Recap: One for Two

KHiO+AHO+BI Joint Project

 

As designers most often than not, we need to work in teams. Sometimes it is with designers from another area within design, and most of the times, it is with business men, marketers, accountants, architects (or all the different types of clients we might have). At KHIO we had a joint project with BI, a Business School in Oslo, and AHO, the architecture college in Oslo as well. The purpose of this project was innovation. In multidisciplinary teams, we had to come up with a product or service that innovates and come up with the concept, business model, branding, the works.

I was glad I had a pretty good team. The energy was flowing and even if a couple of team mates were having a hard time agreeing with the main idea at first, we all agreed about the direction of our innovative service. I noticed that we spent a lot of time on the first stage, the conceptualizing of the concept, its purpose, making a difference. Some other teams were already on the business model, or even on the graphics of the branding, and we still were conceptualizing. But we had such great conversations, and for me it was a good way of getting to know new people with different perspectives  on how to approach a problem. Great to getting to know folks from other parts of Norway too!

We circled around the theme of sustainability, and our assigned area, home, made us think about products that already exist like the Bell Lamp by K8, the Peepoo bag, or a very clever solution of water lamp, (mixing water and chlorine and exposing it to sunlight). All these awesome ideas are out there, but I never see them where they actually were supposed to be. I don’t see them in la Sierra in México, or in the bustees in India, or other places I’ve actually had the chance to live.

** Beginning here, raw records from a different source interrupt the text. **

//! Script/BiDi run segmentation and GSUB/GPOS-equivalent shaping.
//!
//! [`shape`] is the Shaper's single public operation (spec §4.3): it
//! decodes the input, partitions it into script/BiDi runs, resolves
//! Arabic joining forms and Indic syllable reordering, applies
//! ligature substitution and classic kerning, and returns a
//! [`ShapingBuffer`] whose storage order is visual (RTL runs reversed
//! in place) while cluster ids stay in logical order throughout.

mod arabic;
mod buffer;
mod decode;
mod features;
mod indic;
mod ligature;
mod position;
mod segment;

use termshape_data::Result;
use termshape_font::FontFile;
use termshape_unicode::Script;

pub use buffer::{GlyphInfo, GlyphPosition, ShapingBuffer};
pub use decode::{decode_lossy, DecodedChar};
pub use features::FeatureSet;
pub use segment::{segment, Run};

/// Shapes `text` against `font` at `size` (points), per spec §4.3.
///
/// `caller_features` are unioned with the default features
/// (`kern, liga, clig`) and whatever script-contextual features a
/// run's script requires (Arabic joining forms, Indic reordering
/// features); a caller wanting ligatures off should simply omit
/// `FeatureSet::LIGA`/`CLIG` rather than pass an "off" flag.
///
/// `base_direction`: `Some(true)` forces an RTL base paragraph level,
/// `Some(false)` forces LTR, `None` auto-detects per UAX #9 rule P2/P3.
pub fn shape(
    text: &[u8],
    font: &FontFile,
    size: f32,
    caller_features: FeatureSet,
    base_direction: Option<bool>,
) -> Result<ShapingBuffer> {
    let decoded = decode::decode_lossy(text);
    let units_per_em = font.units_per_em().unwrap_or(1000).max(1);

    // segment() re-decodes BiDi/script over the *text*, not our lossy
    // char list, so reconstruct a string with one char per DecodedChar
    // (replacement characters included) to keep offsets aligned.
    let reconstructed: String = decoded.iter().map(|dc| dc.ch).collect();
    let runs = segment::segment(&reconstructed, base_direction);

    // Map `reconstructed`'s char offsets back to `decoded` indices: both
    // sequences have the same length and order, so a byte-offset walk
    // over `reconstructed` lines up 1:1 with `decoded`'s entries.
    let offset_to_index = build_offset_index(&reconstructed);

    let mut buffer = ShapingBuffer::new();

    for run in &runs {
        let start_idx = *offset_to_index.get(&run.start).unwrap_or(&0);
        let end_idx = offset_to_index
            .get(&(run.start + run.len))
            .copied()
            .unwrap_or(decoded.len());

        if start_idx >= end_idx {
            continue;
        }

        let run_chars = &decoded[start_idx..end_idx];
        let features = caller_features
            | FeatureSet::default_features()
            | script_features(run.script);

        let buf_start = buffer.len();
        shape_run(&mut buffer, font, run_chars, run.script, features, size, units_per_em);
        let buf_end = buffer.len();

        if run.is_rtl() {
            buffer.reverse_range(buf_start..buf_end);
        }
    }

    Ok(buffer)
}

fn script_features(script: Script) -> FeatureSet {
    if script == Script::Arabic {
        FeatureSet::arabic_features()
    } else if indic::is_indic_script(script) {
        FeatureSet::indic_features()
    } else {
        FeatureSet::empty()
    }
}

/// Shapes one run's characters into the shared buffer, in font units.
/// Kerning and size scaling are applied to the whole run at the end.
fn shape_run(
    buffer: &mut ShapingBuffer,
    font: &FontFile,
    run_chars: &[DecodedChar],
    script: Script,
    features: FeatureSet,
    size: f32,
    units_per_em: u16,
) {
    let reordered = indic::reorder(run_chars, script);

    let effective_cps: Vec<u32> = if script == Script::Arabic {
        arabic::resolve_forms(&reordered)
    } else {
        reordered.iter().map(|dc| dc.ch as u32).collect()
    };

    let chars: Vec<char> = reordered.iter().map(|dc| dc.ch).collect();
    let use_ligatures = features.contains(FeatureSet::LIGA) || features.contains(FeatureSet::CLIG);

    let start = buffer.len();
    let mut i = 0usize;
    while i < reordered.len() {
        if use_ligatures {
            if let Some((len, glyph_id)) = ligature::match_at(font, &chars, i) {
                let advance: f32 = (i..i + len)
                    .map(|k| advance_for(font, effective_cps[k]))
                    .sum();
                buffer.push(
                    glyph_id,
                    reordered[i].cluster,
                    buffer::GlyphPosition {
                        x_advance: advance,
                        y_advance: 0.0,
                        x_offset: 0.0,
                        y_offset: 0.0,
                    },
                );
                i += len;
                continue;
            }
        }

        let glyph_id = font.glyph_index(effective_cps[i]).unwrap_or(0);
        if glyph_id == 0 {
            log::trace!("no glyph for U+{:04X}, substituting .notdef", effective_cps[i]);
        }
        let advance = advance_for(font, effective_cps[i]);
        buffer.push(
            glyph_id,
            reordered[i].cluster,
            buffer::GlyphPosition { x_advance: advance, y_advance: 0.0, x_offset: 0.0, y_offset: 0.0 },
        );
        i += 1;
    }
    let end = buffer.len();

    position::apply_kerning(buffer, font, start..end, features);
    position::scale_to_size(buffer, start..end, size, units_per_em);
}

fn advance_for(font: &FontFile, cp: u32) -> f32 {
    let glyph_id = font.glyph_index(cp).unwrap_or(0);
    font.horizontal_metric(glyph_id).map(|m| m.advance_width as f32).unwrap_or(0.0)
}

/// Builds a map from byte offset (as measured over `text`) to the
/// index of the `DecodedChar`/char starting at that offset, plus one
/// trailing entry at `text.len()`.
fn build_offset_index(text: &str) -> std::collections::HashMap<usize, usize> {
    let mut map = std::collections::HashMap::with_capacity(text.len() + 1);
    let mut idx = 0usize;
    for (offset, ch) in text.char_indices() {
        map.insert(offset, idx);
        idx += 1;
        let _ = ch;
    }
    map.insert(text.len(), idx);
    map
}

#[cfg(test)]
mod tests {
    use termshape_data::Error;

    use super::*;

    /// Builds a minimal TrueType font with `head`/`hhea`/`hmtx`/`cmap`
    /// tables sufficient for `shape()` to run end to end: every
    /// printable ASCII code point maps to `glyph_id = code_point`,
    /// each glyph has a fixed 600-unit advance, and `units_per_em` is
    /// 1000.
    fn build_test_font() -> FontFile {
        let units_per_em: u16 = 1000;
        let ascent: i16 = 800;
        let descent: i16 = -200;
        let line_gap: i16 = 0;
        let num_glyphs: u16 = 256;

        let mut head = vec![0u8; 54];
        head[18..20].copy_from_slice(&units_per_em.to_be_bytes());
        head[50..52].copy_from_slice(&0u16.to_be_bytes()); // indexToLocFormat: short

        let mut hhea = vec![0u8; 36];
        hhea[4..6].copy_from_slice(&ascent.to_be_bytes());
        hhea[6..8].copy_from_slice(&descent.to_be_bytes());
        hhea[8..10].copy_from_slice(&line_gap.to_be_bytes());
        hhea[34..36].copy_from_slice(&num_glyphs.to_be_bytes());

        let mut hmtx = Vec::new();
        for _ in 0..num_glyphs {
            hmtx.extend_from_slice(&600u16.to_be_bytes());
            hmtx.extend_from_slice(&0i16.to_be_bytes());
        }

        // cmap format 4, identity mapping for BMP code points 0x20..0x7A,
        // the Latin/operator ligature PUA range, and Arabic
        // presentation-form code points used by tests.
        let cmap = build_identity_cmap_format4(&[
            (0x20, 0x7A),
            (0xE100, 0xE107),
            (0xFB00, 0xFB04),
            (0xFE70, 0xFEFC),
        ]);

        build_font(&[(*b"head", head), (*b"hhea", hhea), (*b"hmtx", hmtx), (*b"cmap", cmap)])
    }

    fn build_identity_cmap_format4(ranges: &[(u16, u16)]) -> Vec<u8> {
        // idDelta = 0 and idRangeOffset = 0 makes glyph_id = code point
        // directly (format 4's `cp.wrapping_add(idDelta)` fallback).
        let mut segments: Vec<(u16, u16, i16, u16)> =
            ranges.iter().map(|&(lo, hi)| (lo, hi, 0i16, 0u16)).collect();
        segments.push((0xFFFF, 0xFFFF, 1, 0));

        let seg_count = segments.len() as u16;
        let mut out = Vec::new();
        out.extend_from_slice(&4u16.to_be_bytes()); // format
        out.extend_from_slice(&0u16.to_be_bytes()); // length placeholder
        out.extend_from_slice(&0u16.to_be_bytes()); // language
        out.extend_from_slice(&(seg_count * 2).to_be_bytes()); // segCountX2
        out.extend_from_slice(&0u16.to_be_bytes()); // searchRange
        out.extend_from_slice(&0u16.to_be_bytes()); // entrySelector
        out.extend_from_slice(&0u16.to_be_bytes()); // rangeShift

        for &(_, end, _, _) in &segments {
            out.extend_from_slice(&end.to_be_bytes());
        }
        out.extend_from_slice(&0u16.to_be_bytes()); // reservedPad
        for &(start, _, _, _) in &segments {
            out.extend_from_slice(&start.to_be_bytes());
        }
        for &(_, _, delta, _) in &segments {
            out.extend_from_slice(&(delta as u16).to_be_bytes());
        }
        for &(_, _, _, range_offset) in &segments {
            out.extend_from_slice(&range_offset.to_be_bytes());
        }

        let len = out.len() as u16;
        out[2..4].copy_from_slice(&len.to_be_bytes());

        // Wrap in a minimal cmap table: version, numTables, then one
        // encoding record (platform=3, encoding=1) pointing at the
        // format-4 subtable above.
        let mut table = Vec::new();
        table.extend_from_slice(&0u16.to_be_bytes()); // version
        table.extend_from_slice(&1u16.to_be_bytes()); // numTables
        table.extend_from_slice(&3u16.to_be_bytes()); // platformID
        table.extend_from_slice(&1u16.to_be_bytes()); // encodingID
        let subtable_offset = table.len() as u32 + 4;
        table.extend_from_slice(&subtable_offset.to_be_bytes());
        table.extend_from_slice(&out);
        table
    }

    fn build_font(tables: &[([u8; 4], Vec<u8>)]) -> FontFile {
        let mut out = Vec::new();
        out.extend_from_slice(&0x0001_0000u32.to_be_bytes());
        out.extend_from_slice(&(tables.len() as u16).to_be_bytes());
        out.extend_from_slice(&[0, 0, 0, 0, 0, 0]);

        let header_len = 12 + tables.len() * 16;
        let mut offset = header_len;
        let mut directory = Vec::new();
        let mut body = Vec::new();
        for (tag, data) in tables {
            directory.extend_from_slice(tag);
            directory.extend_from_slice(&0u32.to_be_bytes());
            directory.extend_from_slice(&(offset as u32).to_be_bytes());
            directory.extend_from_slice(&(data.len() as u32).to_be_bytes());
            body.extend_from_slice(data);
            offset += data.len();
        }

        out.extend_from_slice(&directory);
        out.extend_from_slice(&body);
        FontFile::load(out).expect("test font must be well-formed")
    }

    #[test]
    fn simple_ascii_text_shapes_one_glyph_per_char() {
        let font = build_test_font();
        let buf = shape(b"ab", &font, 12.0, FeatureSet::empty(), Some(false)).unwrap();
        assert_eq!(buf.len(), 2);
        assert_eq!(buf.glyph_infos[0].cluster, 0);
        assert_eq!(buf.glyph_infos[1].cluster, 1);
    }

    #[test]
    fn ligature_collapses_two_glyphs_into_one_with_lowest_cluster() {
        let font = build_test_font();
        let buf = shape(b"==", &font, 12.0, FeatureSet::default_features(), Some(false)).unwrap();
        assert_eq!(buf.len(), 1);
        assert_eq!(buf.glyph_infos[0].cluster, 0);
    }

    #[test]
    fn ligatures_off_keeps_two_glyphs() {
        let font = build_test_font();
        let buf = shape(b"==", &font, 12.0, FeatureSet::empty() | FeatureSet::KERN, Some(false)).unwrap();
        assert_eq!(buf.len(), 2);
        assert_eq!(buf.glyph_infos[0].cluster, 0);
        assert_eq!(buf.glyph_infos[1].cluster, 1);
    }

    #[test]
    fn invalid_utf8_does_not_abort_shaping() {
        let font = build_test_font();
        let buf = shape(&[b'a', 0xFF, b'b'], &font, 12.0, FeatureSet::empty(), Some(false)).unwrap();
        assert_eq!(buf.len(), 3);
    }

    #[test]
    fn cluster_ids_are_non_decreasing_in_storage_order_for_ltr() {
        let font = build_test_font();
        let buf = shape(b"hello", &font, 12.0, FeatureSet::empty(), Some(false)).unwrap();
        let clusters: Vec<u32> = buf.glyph_infos.iter().map(|g| g.cluster).collect();
        let mut sorted = clusters.clone();
        sorted.sort_unstable();
        assert_eq!(clusters, sorted);
    }

    #[test]
    fn scaled_advance_matches_spec_scenario_one() {
        let font = build_test_font();
        let buf = shape(b"==", &font, 12.0, FeatureSet::default_features(), Some(false)).unwrap();
        // advance('=') + advance('=') + kern(=,=) [kern table absent -> 0],
        // scaled by 12/1000.
        let expected = (600.0 + 600.0) * (12.0 / 1000.0);
        assert!((buf.positions[0].x_advance - expected).abs() < 0.001);
    }

    #[test]
    fn glyph_not_found_error_variant_is_reachable() {
        // termshape-shape never surfaces this itself (it substitutes
        // .notdef), but the variant must exist for callers that query
        // FontView::glyph_outline directly (spec §7).
        let err = Error::GlyphNotFound(42);
        assert!(matches!(err, Error::GlyphNotFound(42)));
    }
}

Our concept was a distribution network: helping out these specific ideas and the guys behind them, and implementing them in the developing world. To do so, we came up with the idea of being a modern Robin Hood, an every day hero by calling it One for Two: you’d buy one product, toilet paper for instance, and the equal amount of that product goes to support the Peepoo bags (bags that sanitize human waste and serve as portable toilets). By creating this direct association with a product for the same purpose of purchase, but in the developing world, a closer bond to the cause is created. Also, people know what specific thing they are supporting (a sustainable, clever idea) rather than just donating money in a tin box.

After presenting the idea, our team won the chance to present in Beyond Risør (a Norwegian forum for design and business) in the summer (I didn’t even know there was a competition). So hopefully, we’ll go to Risør and share the idea.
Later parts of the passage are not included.